Given this simple but strong fact, it is not a surprise that most of the
strong brands in the world have leveraged their brand equity and
extended their brands into newer product categories, newer markets
and even newer market segments.
Armani, when analyzed in this light, has extended its strong brand
equity a bit too far. Though the core business of Armani is in fashion
apparel business, it has extended its brand into categories as different
as luxury hotels and even confectionaries. The examples that
immediately come to mind are those of Calvin Klein and Pierre
Cardin.
One of the many reasons that these brands diluted their brand equity
was because they used their brand names on a very wide range of
products. One of the main factors that make fashion houses and their
products premium are their exclusivity. By franchising their brand
names to literally everything, these brands lost a significant portion of
their strong brand equity.
Though Armani might have extended its brand to hotels because
luxury travel is catching up fast as a fad with elite travelers, managing
the brand along these different dimensions could be a massive
challenge.

Managing brand architecture:

Given Armani's portfolio of brands within the fashion segment, as in


many of the other markets that it operates in, effectively managing this
portfolio of brands will prove to be the biggest challenge in the future.
As the brand moves into different territories, interacts with different
sets of customers, and represents different personalities, it becomes
quite a task for maintaining consistency across all of its marketing
communications and other activities. Though Armani has been using
the corporate brand name in all its sub-brands, and across all its
offerings, it is indeed a double-edged sword. On one hand, this gives
Armani a great opportunity to build a very strong corporate brand but
on the other, it gives rise to a huge risk of diluting the brand equity.
Given this strategic dilemma, Armani has to tread carefully in the
future. Armani should also realize that its existence is mainly due to its
strength in the fashion apparel business. As the brand extends through
different landscapes, Armani should not lose focus as new pressures
on resources build up.
Maintaining financial independence: Armani is a rarity from a
financial perspective as well. Giorgio Armani has been the only
shareholder of the company from its inception till now.
Armani has not taken any bank loans either. It has been one of those
rare companies which has managed to have very healthy operating
profits and ploughed back almost 700 million Euros into the business
since 1999. Having this financial independence has helped Armani
immensely as the company tests newer territories. With no pressures
from shareholders and without having to bother about meeting
quarterly targets, Armani has been able to operate quite successfully.
As is commonly known in the fashion industry, it takes a considerable
time for the concept and products to take root in the market.
For any company to sustain this gestation period, it needs to operate in
an environment where there are no day-to-day financial pressures.
Having this kind of financial independence to operate in has been one
of the key success factors for Armani.
But to continue as a one man company in the future could be quite
difficult. With consolidation happening in many industries, it might
just be a matter of time that it catches up with the fashion industry as
well.
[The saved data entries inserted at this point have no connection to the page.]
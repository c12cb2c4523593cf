use serde::Serialize;

use crate::store::SourceCount;

use super::config::FeedConfig;

#[derive(Serialize)]
pub struct FeedList {
    pub feeds: Vec<FeedConfig>,
}

#[derive(Serialize)]
pub struct FeedCounts {
    pub message: String,
    pub counts: Vec<SourceCount>,
}

#[derive(Serialize)]
pub struct FeedClearPlan {
    pub action: &'static str,
    pub source: String,
    pub articles: i64,
}

#[derive(Serialize)]
pub struct FeedClearResult {
    pub message: String,
    pub source: String,
    pub deleted: u64,
}
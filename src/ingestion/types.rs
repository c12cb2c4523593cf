use chrono::{DateTime, Utc};
use serde::Serialize;

/// One entry of a fetched feed, with every alternate content field kept.
#[derive(Debug, Clone, Default, PartialEq)]
pub struct RawFeedItem {
    pub title: String,
    pub link: String,
    pub description: Option<String>,
    pub content_encoded: Option<String>,
    pub content: Option<String>,
    pub summary: Option<String>,
    pub published_at: Option<DateTime<Utc>>,
    pub categories: Vec<String>,
}

#[derive(Debug, Clone, Default)]
pub struct ParsedFeed {
    pub title: Option<String>,
    pub items: Vec<RawFeedItem>,
}

#[derive(Debug, Clone, PartialEq)]
pub struct NormalizedItem {
    pub title: String,
    pub content: String,
    pub excerpt: String,
    pub slug: String,
}

// Plan envelope types
#[derive(Serialize)]
pub struct FeedSample { pub name: String, pub url: String, pub max_items: usize }

#[derive(Serialize)]
pub struct ImportPlan { pub feeds: usize, pub sample_feeds: Vec<FeedSample> }

// Apply/result envelope types
#[derive(Debug, Clone, Serialize)]
pub struct ImportResult {
    pub feed_name: String,
    pub success: bool,
    pub imported: usize,
    pub skipped: usize,
    pub errors: Vec<String>,
    pub duration_ms: u128,
}

impl ImportResult {
    pub fn failed(feed_name: &str, error: String, duration_ms: u128) -> Self {
        ImportResult { feed_name: feed_name.to_string(), success: false, imported: 0, skipped: 0, errors: vec![error], duration_ms }
    }
}

#[derive(Debug, Clone, Default, Serialize)]
pub struct ImportSummary {
    pub total_feeds: usize,
    pub successful_feeds: usize,
    pub failed_feeds: usize,
    pub total_imported: usize,
    pub total_skipped: usize,
    pub total_errors: usize,
    pub results: Vec<ImportResult>,
    pub duration_ms: u128,
}

impl ImportSummary {
    pub fn from_results(results: Vec<ImportResult>, duration_ms: u128) -> Self {
        let successful_feeds = results.iter().filter(|r| r.success).count();
        ImportSummary {
            total_feeds: results.len(),
            successful_feeds,
            failed_feeds: results.len() - successful_feeds,
            total_imported: results.iter().map(|r| r.imported).sum(),
            total_skipped: results.iter().map(|r| r.skipped).sum(),
            total_errors: results.iter().map(|r| r.errors.len()).sum(),
            results,
            duration_ms,
        }
    }

    pub fn message(&self) -> String {
        format!(
            "Imported {} articles from {}/{} feeds ({} skipped, {} errors)",
            self.total_imported, self.successful_feeds, self.total_feeds, self.total_skipped, self.total_errors
        )
    }
}

#[derive(Serialize)]
pub struct ImportApply { pub message: String, pub summary: ImportSummary }

#[derive(Serialize)]
pub struct CustomImportApply { pub message: String, pub result: ImportResult }
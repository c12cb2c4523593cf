use anyhow::{Context, Result};
use clap::{Parser, Subcommand};
use dotenvy::dotenv;
use sqlx::postgres::PgPoolOptions;
use std::env;

mod feed;
mod ingestion;
mod init;
mod output;
mod scheduler;
mod store;
mod telemetry;
mod util;

#[derive(Parser)]
#[command(name = "importer", about = "RSS news importer CLI")]
struct Cli {
    #[arg(global = true, short, long)]
    dsn: Option<String>,
    /// Emit a single JSON envelope to stdout; logs go to stderr
    #[arg(global = true, long, default_value_t = false)]
    json: bool,

    #[command(subcommand)]
    command: Commands,
}

#[derive(Subcommand)]
enum Commands {
    /// Apply migrations and optionally create an admin user
    Init(init::InitCmd),
    /// Run an import cycle over the configured feeds, or one custom feed
    Import(ingestion::ImportCmd),
    /// Inspect feeds and per-source article counts
    Feed(feed::FeedCmd),
    /// Run imports on a cron schedule until interrupted
    Schedule(scheduler::ScheduleCmd),
}

#[tokio::main]
async fn main() -> Result<()> {
    dotenv().ok();
    let cli = Cli::parse();
    telemetry::config::set_json_mode(cli.json);

    // initialize logging/tracing (stderr). Respect RUST_LOG and IMPORTER_LOG_FORMAT
    telemetry::config::init_tracing();
    let dsn = cli
        .dsn
        .or_else(|| env::var("DATABASE_URL").ok())
        .context("Please provide --dsn or set DATABASE_URL in .env")?;

    let pool = PgPoolOptions::new().max_connections(5).connect(&dsn).await?;

    match cli.command {
        Commands::Init(args) => init::run(&pool, args).await?,
        Commands::Import(args) => ingestion::run(&pool, args).await?,
        Commands::Feed(args) => feed::run(&pool, args).await?,
        Commands::Schedule(args) => scheduler::run(&pool, args).await?,
    }

    Ok(())
}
When such a thing happens, it could pose a big challenge to the
working style of Armani and its continued success. In this light,
Armani might want to think of other options when it has a choice and
before something is thrust upon it.
Sustaining consistent brand personality: One of the main aspects of a
fashion brand is its personality and its identity in the marketplace.
Building and sustaining a personality that is relevant and one that
resonates with the customer base is one of the most difficult aspects of
building a strong brand. Armani, with its presence in diverse markets,
a very wide brand portfolio, and interacting with diverse set of
customers, faces this huge challenge of building a relevant and
resonant personality. With the ever growing competition in the fashion
industry and ever growing brand portfolio, building and nurturing this
personality will prove to be a very big challenge for Armani in the
future.
Other Examples:

When Mercedes Benz decided to build its new M Class off-road vehicle,
it decided to build it and launch it in the USA. The head of Mercedes
USA knew that at its launch, it would be entering a crowded market, and
that the mere fact that it was a Mercedes would not guarantee sales. They
had to try something different.

In the USA it is still possible to obtain free access to data and they
obtained details of all current owners of off-road vehicles and Mercedes
cars. Mercedes then undertook a series of mail-outs to the names on the
database.

It began with a personally addressed letter from the head of Mercedes


USA. It said something along the lines of - "...we at Mercedes are in the
process of designing a brand new off-road car and I would like to know if
you would be prepared to help us..."

Now America is the land in which you receive probably more direct mail
than any other country in the world, but it is not every day that the head
of Mercedes writes and asks for your help. There was a significant,
positive response. Those people who responded received a series of
questionnaires that asked for guidance on design issues such as whether
the spare wheel should be outside or inside the vehicle, desired engine
sizes, exterior colours and interior designs.
What is interesting is that, along with the questionnaires, Mercedes began
to also receive advance orders. What these customers were feeling was
that Mercedes was custom building a car just for them. No other
manufacturer had ever involved them in the design and build process in
quite the same way.

As a result, Mercedes pre-sold its first year sales target of 35,000


vehicles. It was expecting to spend some $70 million US marketing the
car, but by using this CRM one to one approach, it only needed to spend
$48 million saving $22 million. We have heard that this program was so
successful that Mercedes is looking to use the same approach in the future
with other model launches.

This case is taken from Romancing the Customer: maximizing brand


value through powerful relationship management by Paul Temporal and
Martin Trott (Wiley, 2001).

Philips is a hi-tech global company with a traditionally low profile. Until


recently, if you asked anyone if he knew the Philips brand name, the
likehood was that he would say yes. However, he might not have know
what Philips provides in the way of its total product range, and might
have associated the brand name and company with traditional technology.
The "Let's Make Things Better" global brand campaign has raised the
Philips profile, and provided it with a more focused and distinctive
personality.

Royal Philips Electronics - its proper name - is a giant company.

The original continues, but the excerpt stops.